Information provided: Begin
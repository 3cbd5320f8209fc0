// src/domain/lots.rs
use log::debug;
use serde::{Deserialize, Serialize};
use super::bids::Bid;
use super::core::{AmountValue, LotNumber};

#[derive(Debug, Clone, Copy, PartialEq, Eq, Serialize, Deserialize)]
#[serde(tag = "$type")]
pub enum BidOutcome {
    Accepted,
    /// The bid did not beat `highest`; ties lose.
    Rejected { highest: AmountValue },
}

impl BidOutcome {
    pub fn is_accepted(&self) -> bool {
        matches!(self, BidOutcome::Accepted)
    }
}

/// An item for sale together with its current highest bid.
#[derive(Debug, Clone, PartialEq, Eq, Serialize, Deserialize)]
pub struct Lot {
    number: LotNumber,
    description: String,
    #[serde(rename = "highestBid")]
    highest_bid: Option<Bid>,
}

impl Lot {
    pub fn new(number: LotNumber, description: impl Into<String>) -> Self {
        Lot {
            number,
            description: description.into(),
            highest_bid: None,
        }
    }

    pub fn number(&self) -> LotNumber {
        self.number
    }

    pub fn description(&self) -> &str {
        &self.description
    }

    /// `None` means nobody has bid yet, i.e. the lot is unsold.
    pub fn highest_bid(&self) -> Option<&Bid> {
        self.highest_bid.as_ref()
    }

    pub fn has_bids(&self) -> bool {
        self.highest_bid.is_some()
    }

    /// Replaces the highest bid when `candidate` is strictly greater.
    pub fn try_bid_for(&mut self, candidate: Bid) -> BidOutcome {
        match &self.highest_bid {
            Some(highest) if candidate.value() <= highest.value() => {
                debug!(
                    "Lot {}: bid of {} by {} does not beat {}",
                    self.number,
                    candidate.value(),
                    candidate.bidder(),
                    highest.value()
                );
                BidOutcome::Rejected { highest: highest.value() }
            }
            _ => {
                debug!(
                    "Lot {}: new highest bid of {} by {}",
                    self.number,
                    candidate.value(),
                    candidate.bidder()
                );
                self.highest_bid = Some(candidate);
                BidOutcome::Accepted
            }
        }
    }

    pub fn bid_for(&mut self, candidate: Bid) -> bool {
        self.try_bid_for(candidate).is_accepted()
    }
}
Information provided: End
**Work task**
Working down from the line that contains "pub fn try_bid_for(&mut", retype each line exactly through the last line of the data, and give nothing else.

**Response**
    pub fn try_bid_for(&mut self, candidate: Bid) -> BidOutcome {
        match &self.highest_bid {
            Some(highest) if candidate.value() <= highest.value() => {
                debug!(
                    "Lot {}: bid of {} by {} does not beat {}",
                    self.number,
                    candidate.value(),
                    candidate.bidder(),
                    highest.value()
                );
                BidOutcome::Rejected { highest: highest.value() }
            }
            _ => {
                debug!(
                    "Lot {}: new highest bid of {} by {}",
                    self.number,
                    candidate.value(),
                    candidate.bidder()
                );
                self.highest_bid = Some(candidate);
                BidOutcome::Accepted
            }
        }
    }

    pub fn bid_for(&mut self, candidate: Bid) -> bool {
        self.try_bid_for(candidate).is_accepted()
    }
}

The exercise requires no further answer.